From: Mauro Carvalho Chehab <mchehab@kernel.org>
To: "Michal Suchánek" <msuchanek@suse.de>
Cc: Randy Dunlap <rdunlap@infradead.org>,
Matthew Wilcox <willy@infradead.org>,
Markus Heiser <markus.heiser@darmarit.de>,
linux-doc@vger.kernel.org, Jonathan Corbet <corbet@lwn.net>
Subject: Re: Sphinx parallel build error: UnicodeEncodeError: 'latin-1' codec can't encode characters in position 18-20: ordinal not in range(256)
Date: Sat, 8 May 2021 16:41:45 +0200 [thread overview]
Message-ID: <20210508164145.26f7b1e0@coco.lan> (raw)
In-Reply-To: <20210508104157.GC12700@kitsune.suse.cz>
Em Sat, 8 May 2021 12:41:57 +0200
Michal Suchánek <msuchanek@suse.de> escreveu:
> On Sat, May 08, 2021 at 11:22:05AM +0200, Mauro Carvalho Chehab wrote:
> > Em Fri, 7 May 2021 08:39:24 +0200
> > Mauro Carvalho Chehab <mchehab@kernel.org> escreveu:
> >
> > > Em Thu, 6 May 2021 14:21:01 -0700
> > > Randy Dunlap <rdunlap@infradead.org> escreveu:
> > >
> > > > On 5/6/21 11:08 AM, Matthew Wilcox wrote:
> > > > > On Thu, May 06, 2021 at 10:57:53AM -0700, Randy Dunlap wrote:
> > > > >> I have been going thru some of the Documentation/ files...
> > > > >>
> > > > >> Why do several of the files begin with
> > > > >> (hex) ef bb bf followed by "=================="
> > > > >> for a heading, instead of just "===================".
> > > > >> See e.g. Documentation/timers/no_hz.rst.
> > >
> > > No idea! It seems that the text editor I used on that time added
> > > it for whatever reason.
> >
> > > I'll prepare a patch fixing it. Some care should be taken, however, as
> > > it has two places where UTF-8 chars should be used[2].
> >
> > Ok, I did a small script in order to check what special chars we
> > currently have (next-20210507) at Documentation/ excluding the
> > translations.
> >
> > Based on my script results, we have those groups:
> >
> > 1. Latin accented characters:
> > - U+00c7 (LATIN CAPITAL LETTER C WITH CEDILLA) (Ç)

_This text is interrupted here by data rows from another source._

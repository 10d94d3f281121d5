//! Bounded profile resolution.
//!
//! Names are resolved in fixed-size batches. Batches run strictly one after
//! another, so at most one batch of lookups is ever in flight; lookups inside
//! a batch run concurrently. Each lookup races a timer and a lookup that
//! loses the race is dropped, never retried.

use std::time::Duration;

use futures::future::join_all;
use tracing::{debug, info};

use crate::error::{ResolveError, ResolveResult};
use crate::pipeline::normalize::normalize_document;
use crate::traits::resolver::ProfileResolver;
use crate::types::profile::ProfileRecord;

/// Log progress every this many batches.
const PROGRESS_EVERY_BATCHES: usize = 10;

/// Result of resolving a set of names.
#[derive(Debug, Clone, Default)]
pub struct ResolveOutcome {
    /// Successfully resolved, normalized records
    pub records: Vec<ProfileRecord>,

    /// Lookups that timed out or failed
    pub error_count: usize,

    /// Number of batches issued
    pub batches: usize,
}

/// Resolve every name with bounded concurrency.
///
/// Soft failures are counted and excluded; this function itself never fails.
pub async fn resolve_all<R>(
    resolver: &R,
    names: &[String],
    batch_size: usize,
    lookup_timeout: Duration,
) -> ResolveOutcome
where
    R: ProfileResolver + ?Sized,
{
    let mut outcome = ResolveOutcome::default();
    let batch_size = batch_size.max(1);

    for (batch_ix, batch) in names.chunks(batch_size).enumerate() {
        if batch_ix % PROGRESS_EVERY_BATCHES == 0 {
            info!("Fetched {} batches of {}", batch_ix, batch_size);
        }

        let lookups = batch
            .iter()
            .map(|name| resolve_one(resolver, name, lookup_timeout));
        let results = join_all(lookups).await;

        for (name, result) in batch.iter().zip(results) {
            match result {
                Ok(profile) => outcome
                    .records
                    .push(ProfileRecord::new(name.clone(), normalize_document(profile))),
                Err(e) => {
                    debug!(name = %name, error = %e, "Failed looking up profile");
                    outcome.error_count += 1;
                }
            }
        }

        outcome.batches += 1;
    }

    info!(
        resolved = outcome.records.len(),
        errors = outcome.error_count,
        batches = outcome.batches,
        "Total errored lookups: {}",
        outcome.error_count
    );

    outcome
}

/// Resolve one name, giving up after `lookup_timeout`.
pub async fn resolve_one<R>(
    resolver: &R,
    name: &str,
    lookup_timeout: Duration,
) -> ResolveResult<serde_json::Value>
where
    R: ProfileResolver + ?Sized,
{
    match tokio::time::timeout(lookup_timeout, resolver.resolve(name)).await {
        Ok(result) => result,
        Err(_) => Err(ResolveError::Timeout {
            name: name.to_string(),
            secs: lookup_timeout.as_secs(),
        }),
    }
}

#[cfg(test)]
mod tests {
    use super::*;
    use crate::testing::MockResolver;
    use serde_json::json;

    fn names(n: usize) -> Vec<String> {
        (0..n).map(|i| format!("user{i}.id")).collect()
    }

    #[tokio::test(start_paused = true)]
    async fn test_batches_are_sequential_and_bounded() {
        let resolver = MockResolver::new().with_delay(Duration::from_millis(100));
        let input = names(120);

        let outcome = resolve_all(&resolver, &input, 50, Duration::from_secs(30)).await;

        assert_eq!(outcome.batches, 3);
        assert_eq!(outcome.records.len(), 120);
        assert_eq!(outcome.error_count, 0);
        assert_eq!(resolver.max_in_flight(), 50);
        assert_eq!(resolver.batch_widths(), vec![50, 50, 20]);
    }

    #[tokio::test]
    async fn test_exact_multiple_has_full_last_batch() {
        let resolver = MockResolver::new();
        let outcome = resolve_all(&resolver, &names(100), 50, Duration::from_secs(30)).await;
        assert_eq!(outcome.batches, 2);
    }

    #[tokio::test(start_paused = true)]
    async fn test_hanging_lookup_times_out_once() {
        let resolver = MockResolver::new().with_hang("slow.id");
        let input = vec!["fast.id".to_string(), "slow.id".to_string()];

        let outcome = resolve_all(&resolver, &input, 50, Duration::from_secs(30)).await;

        assert_eq!(outcome.error_count, 1);
        assert_eq!(outcome.records.len(), 1);
        assert_eq!(outcome.records[0].fqu, "fast.id");
        assert!(outcome.records.iter().all(|r| r.fqu != "slow.id"));
    }

    #[tokio::test]
    async fn test_failures_are_isolated() {
        let resolver = MockResolver::new()
            .with_failure("bad.id")
            .with_profile("good.id", json!({"name": "Good"}));
        let input = vec!["bad.id".to_string(), "good.id".to_string()];

        let outcome = resolve_all(&resolver, &input, 1, Duration::from_secs(30)).await;

        assert_eq!(outcome.batches, 2);
        assert_eq!(outcome.error_count, 1);
        assert_eq!(outcome.records, vec![ProfileRecord::new("good.id", json!({"name": "Good"}))]);
    }

    #[tokio::test(start_paused = true)]
    async fn test_results_keyed_by_name_not_arrival() {
        // first name finishes last
        let resolver = MockResolver::new()
            .with_profile("a.id", json!({"n": "a"}))
            .with_profile("b.id", json!({"n": "b"}))
            .with_named_delay("a.id", Duration::from_secs(5));
        let input = vec!["a.id".to_string(), "b.id".to_string()];

        let outcome = resolve_all(&resolver, &input, 2, Duration::from_secs(30)).await;

        assert_eq!(outcome.records[0], ProfileRecord::new("a.id", json!({"n": "a"})));
        assert_eq!(outcome.records[1], ProfileRecord::new("b.id", json!({"n": "b"})));
    }

    #[tokio::test]
    async fn test_profiles_are_normalized() {
        let resolver =
            MockResolver::new().with_profile("a.id", json!({"account.type": "x", "$oid": "1"}));
        let input = vec!["a.id".to_string()];

        let outcome = resolve_all(&resolver, &input, 50, Duration::from_secs(30)).await;

        assert_eq!(outcome.records[0].profile, json!({"account_type": "x", "_oid": "1"}));
    }
}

> > - U+00df (LATIN SMALL LETTER SHARP S) (ß)
> > - U+00e1 (LATIN SMALL LETTER A WITH ACUTE) (á)
> > - U+00e4 (LATIN SMALL LETTER A WITH DIAERESIS) (ä)
> > - U+00e6 (LATIN SMALL LETTER AE) (æ)
> > - U+00e7 (LATIN SMALL LETTER C WITH CEDILLA) (ç)
> > - U+00e9 (LATIN SMALL LETTER E WITH ACUTE) (é)
> > - U+00ea (LATIN SMALL LETTER E WITH CIRCUMFLEX) (ê)
> > - U+00eb (LATIN SMALL LETTER E WITH DIAERESIS) (ë)
> > - U+00f3 (LATIN SMALL LETTER O WITH ACUTE) (ó)
> > - U+00f4 (LATIN SMALL LETTER O WITH CIRCUMFLEX) (ô)
> > - U+00f6 (LATIN SMALL LETTER O WITH DIAERESIS) (ö)
> > - U+00f8 (LATIN SMALL LETTER O WITH STROKE) (ø)
> > - U+00fc (LATIN SMALL LETTER U WITH DIAERESIS) (ü)
> > - U+011f (LATIN SMALL LETTER G WITH BREVE) (ğ)
> > - U+0142 (LATIN SMALL LETTER L WITH STROKE) (ł)
> >
> > 2. symbols:
> > - U+00a9 (COPYRIGHT SIGN) (©)
> > - U+2122 (TRADE MARK SIGN) (™)
> > - U+00ae (REGISTERED SIGN) (®)
> > - U+00b0 (DEGREE SIGN) (°)
> > - U+00b1 (PLUS-MINUS SIGN) (±)
> > - U+00b2 (SUPERSCRIPT TWO) (²)
> > - U+00b5 (MICRO SIGN) (µ)
> > - U+00bd (VULGAR FRACTION ONE HALF) (½)
> > - U+2026 (HORIZONTAL ELLIPSIS) (…)
> >
> > 3. arrows:
> > - U+2191 (UPWARDS ARROW) (↑)
> > - U+2192 (RIGHTWARDS ARROW) (→)
> > - U+2193 (DOWNWARDS ARROW) (↓)
> > - U+2b0d (UP DOWN BLACK ARROW) (⬍)
> >
> > 4. box drawings:
> > - U+2500 (BOX DRAWINGS LIGHT HORIZONTAL) (─)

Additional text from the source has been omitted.